Das japanische Theater

Das Theater Japans ist vor allem nach 1900 in eine enge Wechselwirkung mit dem Theater des Westens getreten. Vor allem das Nō und das Kabuki sind von großer Bedeutung für die Entwicklung des Theaters weltweit.

Warum sollte man sich mit dem japanischen Theater befassen?
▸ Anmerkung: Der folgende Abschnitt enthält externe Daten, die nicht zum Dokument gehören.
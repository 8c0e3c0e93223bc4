//! Atomic whole-file writes.
//!
//! Every save goes to a temporary sibling file that is synced and then
//! renamed over the target, so readers only ever see the old or the new
//! content. An advisory lock file serialises concurrent writers.

use ironlog_core::error::{IronlogError, Result};
use std::fs::{self, File, OpenOptions};
use std::io::Write as IoWrite;
use std::path::{Path, PathBuf};

/// A handle to a text file that is always replaced as a whole.
#[derive(Debug, Clone)]
pub struct AtomicFile {
    path: PathBuf,
}

impl AtomicFile {
    /// Creates a new handle. Nothing is touched on disk until `save`.
    pub fn new(path: PathBuf) -> Self {
        Self { path }
    }

    pub fn path(&self) -> &Path {
        &self.path
    }

    /// Reads the whole file.
    ///
    /// # Returns
    ///
    /// - `Ok(Some(content))`: File exists
    /// - `Ok(None)`: File doesn't exist
    /// - `Err`: Failed to read the file
    pub fn load(&self) -> Result<Option<String>> {
        match fs::read_to_string(&self.path) {
            Ok(content) => Ok(Some(content)),
            Err(e) if e.kind() == std::io::ErrorKind::NotFound => Ok(None),
            Err(e) => Err(e.into()),
        }
    }

    /// Replaces the file content atomically.
    pub fn save(&self, content: &str) -> Result<()> {
        if let Some(parent) = self.path.parent() {
            if !parent.as_os_str().is_empty() && !parent.exists() {
                fs::create_dir_all(parent)?;
            }
        }

        let _lock = FileLock::acquire(&self.path)?;

        let tmp_path = self.temp_path()?;
        let mut tmp_file = File::create(&tmp_path)?;
        tmp_file.write_all(content.as_bytes())?;

        // Ensure data is written to disk before the rename publishes it
        tmp_file.sync_all()?;
        drop(tmp_file);

        fs::rename(&tmp_path, &self.path)?;
        Ok(())
    }

    /// Deletes the file. A missing file is not an error.
    pub fn remove(&self) -> Result<()> {
        let _lock = FileLock::acquire(&self.path)?;
        match fs::remove_file(&self.path) {
            Ok(()) => Ok(()),
            Err(e) if e.kind() == std::io::ErrorKind::NotFound => Ok(()),
            Err(e) => Err(e.into()),
        }
    }

    fn temp_path(&self) -> Result<PathBuf> {
        let file_name = self
            .path
            .file_name()
            .ok_or_else(|| IronlogError::io(format!("Path has no file name: {:?}", self.path)))?;
        let tmp_name = format!(".{}.tmp", file_name.to_string_lossy());
        Ok(self.path.with_file_name(tmp_name))
    }
}

/// An exclusive lock on `<path>.lock`, held until the guard is dropped.
///
/// The lock file itself stays on disk so that every writer locks the same
/// inode.
struct FileLock {
    #[allow(dead_code)]
    file: File,
}

impl FileLock {
    fn acquire(path: &Path) -> Result<Self> {
        let lock_path = path.with_extension("lock");
        let file = OpenOptions::new()
            .write(true)
            .create(true)
            .truncate(false)
            .open(&lock_path)?;

        #[cfg(unix)]
        {
            use fs2::FileExt;
            file.lock_exclusive()
                .map_err(|e| IronlogError::io(format!("Failed to acquire lock: {}", e)))?;
        }

        Ok(FileLock { file })
    }
}

#[cfg(test)]
mod tests {
    use super::*;
    use tempfile::TempDir;

    #[test]
    fn test_save_and_load() {
        let temp_dir = TempDir::new().unwrap();
        let file = AtomicFile::new(temp_dir.path().join("sessions.json"));

        file.save("[1,2,3]").unwrap();
        assert_eq!(file.load().unwrap().as_deref(), Some("[1,2,3]"));

        file.save("[]").unwrap();
        assert_eq!(file.load().unwrap().as_deref(), Some("[]"));
    }

    #[test]
    fn test_load_nonexistent_file() {
        let temp_dir = TempDir::new().unwrap();
        let file = AtomicFile::new(temp_dir.path().join("missing.json"));
        assert!(file.load().unwrap().is_none());
    }

    #[test]
    fn test_creates_parent_directories() {
        let temp_dir = TempDir::new().unwrap();
        let path = temp_dir.path().join("nested").join("deeper").join("data.json");
        AtomicFile::new(path.clone()).save("{}").unwrap();
        assert!(path.exists());
    }

    #[test]
    fn test_no_temp_file_left_behind() {
        let temp_dir = TempDir::new().unwrap();
        let path = temp_dir.path().join("data.json");
        AtomicFile::new(path.clone()).save("{}").unwrap();

        assert!(!temp_dir.path().join(".data.json.tmp").exists());
        assert!(path.exists());
    }

    #[test]
    fn test_lock_file_is_kept_between_writers() {
        let temp_dir = TempDir::new().unwrap();
        let lock_path = temp_dir.path().join("data.lock");
        let file = AtomicFile::new(temp_dir.path().join("data.json"));

        file.save("1").unwrap();
        assert!(lock_path.exists());

        // A second writer reuses the same lock file and still succeeds
        file.save("2").unwrap();
        assert!(lock_path.exists());
        assert_eq!(file.load().unwrap().as_deref(), Some("2"));
    }

    #[test]
    fn test_remove_is_idempotent() {
        let temp_dir = TempDir::new().unwrap();
        let file = AtomicFile::new(temp_dir.path().join("data.json"));
        file.save("{}").unwrap();
        file.remove().unwrap();
        file.remove().unwrap();
        assert!(file.load().unwrap().is_none());
    }
}
//! Error types for the ironlog workspace.

use thiserror::Error;

/// A shared error type for the entire ironlog workspace.
///
/// The first three variants are the domain taxonomy surfaced to users
/// (`Validation`, `State`) or treated as caller bugs (`EmptyInput`). The rest
/// come from the storage and configuration layers.
#[derive(Error, Debug, Clone, PartialEq)]
pub enum IronlogError {
    /// A required field is missing or invalid (no start time, bad reps, ...)
    #[error("Validation error: {0}")]
    Validation(String),

    /// The operation needs an open session and there is none, or vice versa
    #[error("State error: {0}")]
    State(String),

    /// Stats were requested for an exercise without any sets
    #[error("Empty input: {0}")]
    EmptyInput(String),

    /// Entity not found error with type information
    #[error("Entity not found: {entity_type} '{id}'")]
    NotFound {
        entity_type: &'static str,
        id: String,
    },

    /// IO error (file system operations)
    #[error("IO error: {message}")]
    Io { message: String },

    /// Serialization/deserialization error
    #[error("Serialization error: {format} - {message}")]
    Serialization {
        format: String, // "TOML", "JSON"
        message: String,
    },

    /// Configuration error
    #[error("Configuration error: {0}")]
    Config(String),
}

impl IronlogError {
    // ============================================================================
    // Constructor helpers
    // ============================================================================

    /// Creates a Validation error
    pub fn validation(message: impl Into<String>) -> Self {
        Self::Validation(message.into())
    }

    /// Creates a State error
    pub fn state(message: impl Into<String>) -> Self {
        Self::State(message.into())
    }

    /// Creates an EmptyInput error
    pub fn empty_input(message: impl Into<String>) -> Self {
        Self::EmptyInput(message.into())
    }

    /// Creates a NotFound error
    pub fn not_found(entity_type: &'static str, id: impl Into<String>) -> Self {
        Self::NotFound {
            entity_type,
            id: id.into(),
        }
    }

    /// Creates an IO error
    pub fn io(message: impl Into<String>) -> Self {
        Self::Io {
            message: message.into(),
        }
    }

    /// Creates a Config error
    pub fn config(message: impl Into<String>) -> Self {
        Self::Config(message.into())
    }

    // ============================================================================
    // Type checking methods
    // ============================================================================

    /// Check if this is a Validation error
    pub fn is_validation(&self) -> bool {
        matches!(self, Self::Validation(_))
    }

    /// Check if this is a State error
    pub fn is_state(&self) -> bool {
        matches!(self, Self::State(_))
    }

    /// Check if this is an EmptyInput error
    pub fn is_empty_input(&self) -> bool {
        matches!(self, Self::EmptyInput(_))
    }

    /// Check if this is a NotFound error
    pub fn is_not_found(&self) -> bool {
        matches!(self, Self::NotFound { .. })
    }

    /// Check if this is a serialization error
    pub fn is_serialization(&self) -> bool {
        matches!(self, Self::Serialization { .. })
    }

    /// Returns true for errors meant to be shown to the user as-is.
    ///
    /// Validation, state and not-found errors describe bad input; everything
    /// else is an environment or programming failure.
    pub fn is_user_facing(&self) -> bool {
        matches!(
            self,
            Self::Validation(_) | Self::State(_) | Self::NotFound { .. }
        )
    }
}

// ============================================================================
// From implementations for automatic conversion
// ============================================================================

impl From<std::io::Error> for IronlogError {
    fn from(err: std::io::Error) -> Self {
        Self::Io {
            message: format!("{} (kind: {:?})", err, err.kind()),
        }
    }
}

impl From<serde_json::Error> for IronlogError {
    fn from(err: serde_json::Error) -> Self {
        Self::Serialization {
            format: "JSON".to_string(),
            message: err.to_string(),
        }
    }
}

impl From<toml::de::Error> for IronlogError {
    fn from(err: toml::de::Error) -> Self {
        Self::Serialization {
            format: "TOML".to_string(),
            message: err.to_string(),
        }
    }
}

impl From<toml::ser::Error> for IronlogError {
    fn from(err: toml::ser::Error) -> Self {
        Self::Serialization {
            format: "TOML".to_string(),
            message: err.to_string(),
        }
    }
}

/// A type alias for `Result<T, IronlogError>`.
pub type Result<T> = std::result::Result<T, IronlogError>;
Abgesehen vom hohen Grad der Körperbeherrschung und Intensität, den das japanische Theater verlangt, gibt es auch theatergeschichtliche Gründe, weswegen das Theater Japans auch für uns von Belang ist:

  • Das Bugaku beeinflusste die Entwicklung der modernen Musik (Karlheinz Stockhausen) und den modernen Tanz (George Balanchine);
  • Das Kyōgen hat nach 1945 die westliche Inszenierungspraxis beeinflusst, etwa durch Shakespeare-Adaptionen im Kyōgen-Stil;
  • Formen der japanischen Bühne werden im Westen adaptiert, etwa der Hanamichi durch Max Reinhardt (in Sumurûn);
  • Elemente des japanischen Bühnentanzes, etwa im Nō und im Kabuki, werden im Westen übernommen (Eleonora Duse, Isadora Duncan, Loïe Fuller);
  • Das Nō-Theater beeinflusst vielfach die westliche Theaterpraxis (z. B. Brechts Der Ja-Sager, 1929).
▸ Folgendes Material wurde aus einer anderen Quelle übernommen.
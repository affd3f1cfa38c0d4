use std::{net::SocketAddr, path::PathBuf, sync::Arc, time::Duration};

use anyhow::Context;
use chrono::Utc;
use clap::{Args as ClapArgs, Parser, Subcommand};
use serde_json::{Value, json};
use tracing::{info, warn};
use tracing_subscriber::{layer::SubscriberExt, util::SubscriberInitExt};

use tradeflow_core::{
    PipelineSignal, RunSubmission, ScriptedPipeline, executor::execute_blocking,
};
use tradeflow_server::{config::Settings, routes::create_router, state::AppState};

/// CLI entry point
#[derive(Parser, Debug)]
#[command(name = "tradeflow-server")]
#[command(about = "HTTP interface for executing analysis runs with real-time SSE streaming")]
struct Cli {
    #[command(subcommand)]
    command: Option<Command>,

    #[command(flatten)]
    serve: ServeArgs,
}

#[derive(ClapArgs, Debug, Clone)]
struct ServeArgs {
    /// Socket address to bind
    #[arg(long, env = "TRADEFLOW_BIND", default_value = "0.0.0.0:8000")]
    bind: SocketAddr,

    /// Shared secret required by the access gate
    #[arg(long, env = "INTERNAL_API_TOKEN")]
    internal_api_token: Option<String>,

    /// Disable the access gate entirely
    #[arg(long, env = "SKIP_TOKEN_AUTH", default_value_t = false)]
    skip_token_auth: bool,

    /// Evict terminal runs after this many seconds (off when unset)
    #[arg(long, env = "TRADEFLOW_EVICT_TERMINAL_AFTER_SECS")]
    evict_terminal_after_secs: Option<u64>,
}

#[derive(Subcommand, Debug)]
enum Command {
    /// Start the HTTP service (default)
    Serve(ServeArgs),
    /// Execute one pipeline run directly, printing JSONL events
    Run(RunArgs),
}

#[derive(ClapArgs, Debug)]
struct RunArgs {
    /// Ticker symbol to analyze
    #[arg(long)]
    ticker: String,

    /// Evaluation date, e.g. 2024-01-01
    #[arg(long)]
    date: String,

    /// JSON string with configuration overrides
    #[arg(long)]
    config: Option<String>,

    /// Path to a JSON file with configuration overrides
    #[arg(long)]
    config_file: Option<PathBuf>,

    /// File path to persist the final result payload
    #[arg(long)]
    result_path: Option<PathBuf>,
}

#[tokio::main]
async fn main() -> anyhow::Result<()> {
    dotenvy::dotenv().ok();

    tracing_subscriber::registry()
        .with(
            tracing_subscriber::EnvFilter::try_from_default_env()
                .unwrap_or_else(|_| "tradeflow_server=info,tradeflow_core=info".into()),
        )
        .with(tracing_subscriber::fmt::layer())
        .init();

    let cli = Cli::parse();
    match cli.command {
        Some(Command::Run(args)) => run_once(args),
        Some(Command::Serve(args)) => serve(args).await,
        None => serve(cli.serve).await,
    }
}

async fn serve(args: ServeArgs) -> anyhow::Result<()> {
    let settings = Settings {
        bind_addr: args.bind,
        internal_api_token: args.internal_api_token,
        skip_token_auth: args.skip_token_auth,
        evict_terminal_after_secs: args.evict_terminal_after_secs,
    };

    if settings.auth_required() && settings.internal_api_token.is_none() {
        warn!("access gate enabled but INTERNAL_API_TOKEN is not set; all requests will fail");
    }

    // The real reasoning pipeline attaches behind this trait object;
    // the scripted stand-in keeps the service runnable without one.
    let state = AppState::new(Arc::new(ScriptedPipeline::echo()), settings);

    if let Some(secs) = state.settings.evict_terminal_after_secs {
        spawn_eviction_sweeper(state.clone(), secs);
    }

    let app = create_router(state.clone());
    let listener = tokio::net::TcpListener::bind(state.settings.bind_addr)
        .await
        .with_context(|| format!("failed to bind {}", state.settings.bind_addr))?;
    info!("listening on {}", state.settings.bind_addr);

    axum::serve(listener, app).await?;
    Ok(())
}

/// Background sweep removing terminal runs past the retention window.
fn spawn_eviction_sweeper(state: AppState, window_secs: u64) {
    let period = Duration::from_secs((window_secs / 2).max(30));
    tokio::spawn(async move {
        let mut interval = tokio::time::interval(period);
        interval.tick().await;
        loop {
            interval.tick().await;
            let cutoff = Utc::now() - chrono::Duration::seconds(window_secs as i64);
            let evicted = state.registry.evict_terminal_before(cutoff).await;
            if evicted > 0 {
                info!("evicted {evicted} terminal runs older than {window_secs}s");
            }
        }
    });
}

/// Direct runner: no registry, no HTTP. Events go to stdout as JSON
/// lines and pipeline errors propagate into the exit code.
fn run_once(args: RunArgs) -> anyhow::Result<()> {
    let config = match &args.config {
        Some(raw) => {
            let parsed: Value =
                serde_json::from_str(raw).context("--config must be a JSON object")?;
            match parsed {
                Value::Object(map) => Some(map),
                _ => anyhow::bail!("--config must be a JSON object"),
            }
        }
        None => None,
    };

    let submission = RunSubmission {
        ticker: args.ticker,
        trade_date: args.date,
        config,
        config_path: args.config_file,
        result_path: args.result_path,
    };

    let pipeline = ScriptedPipeline::echo();
    let emit = |signal: PipelineSignal| {
        let line = match signal {
            PipelineSignal::Progress { message, percent } => {
                json!({ "event": "progress", "message": message, "percent": percent })
            }
            PipelineSignal::State { snapshot } => {
                json!({ "event": "state", "snapshot": snapshot })
            }
        };
        println!("{line}");
    };

    match execute_blocking(&pipeline, &submission, &emit) {
        Ok(outcome) => {
            println!(
                "{}",
                json!({ "event": "complete", "status": "success", "result": outcome.result })
            );
            Ok(())
        }
        Err(err) => {
            println!(
                "{}",
                json!({ "event": "error", "status": "failed", "message": err.to_string() })
            );
            Err(err.into())
        }
    }
}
Begriffe aus dem japanischen Theater

Kagura: Pantomimische Maskentänze mit Bezug zum Shintō; als Miko-Kagura von weiblichen Schamaninnen getanzt, die als Sprachrohr der Göttin (kami) wirkte; das rituelle Ise-Kagura zur spirituellen Reinigung; das mit Löwenmaske getanzte und burleske Shishi-Kagura; das Izumo-Kagura zur Unterhaltung der Götter; das Mi-Kagura als höfischer Ritualtanz;

Gigaku: Ursprünglich aus Zentralasien stammende Prozessionsmaskerade zur Musikbegleitung, abgeschlossen durch Einzel- und Gruppentänze; seit dem Mittelalter nicht mehr aufgeführt und theaterpraktisch erloschen;

Sangaka: Von chinesischen Vorbildern abgeleitete Burleske, zusammengestellt als Revue aus Einzelszenen;

Bugaku: Tänzerisches Erzähldrama des japanischen Kaiserhofs, abgeleitet von chinesischen Vorbildern; oft mit üppiger Kostümausstattung und großformatigen Holzmasken; typisch ist ein festes Gestenrepertoire (Schreiten, Aufstampfen), schlicht gekleidete Bühnenassistenten übergeben den Figuren auf der Bühne Requisiten;

Sarugaku (später: Sarugaku-Nô): Aus China übernommene Tanzpantomime mit akrobatischen Elementen, aufgeführt als höfischer Unterhaltungstanz

Gengaku: Kultisches Tanzspiel, das auf abgeernteten Reisefeldern von wandernden Komödianten aufgeführt wurde;

: Unter Ashikaga Yoshimitsu etabliertes Tanzdrama, im japanischen Spätmittelalter unter dem Einfluss des Zen entwickelt von Kanami Kyotsugu und Zeami Motokiyo als Verbindung höfischer Normen, des Samurai-Ethos und des populären Tanzdramas;

Bunraku: Traditionelles japanisches Puppentheater;

Kabuki: Schauspielertheater mit spektakulären Bühneneffekten;

Shingeki: Von Europa beeinflusstes modernes Theater Japans, dessen Rollen nun auch Frauen offenstehen, das die Aufführungsdauer kürzt und stärker auf den Text setzt als auf visuelle Effekte; maßgeblich waren Tsuboichi Shōyōs „Theater der literarischen Gesellschaft“ (1906) und das „Freie Theater“ (1909) von Osanai Kaoru und Ishikawa Sadanji;

Angura: Experimentelles Untergrund- und Avantgardetheater Japans, das sich stärker auf das traditionelle japanische Theater besinnt, besonders auf Nō und Kabuki; maßgeblich beeinflusst durch Kara Jūrōs „Theater der Situation“ (1963), Suzuki Tadeshis „Waseda-Zimmertheater“ (1966) und das „Theater der oberen Galerien“ von Terayama Shūji (1967);

Butō: Ritualhaftes Tanz- und Performance-Theater nach Hijikata Tutsumi und Ōno Kazuo; angeregt von Harald Kreuzbergs Besuch in Japan (1934) entsteht ein Theater der Nacktheit, das Tabus bricht und mit greller Bemalung provoziert.

Was ist Nō?

Ästhetik: Zentrale Begriffe der Nō-Ästhetik sind: yūgen (erhabene Anmut), monomane (modellhaft andeutende Nachahmung), hana (Vollkommenheit der Darstellung durch völlige Hingabe), kokoro (harmonisches Zusammenspiel aller Prinzipien), rojaku (Schönheit durch Erfassung des Wesens), muskin (intuitive Schönheit).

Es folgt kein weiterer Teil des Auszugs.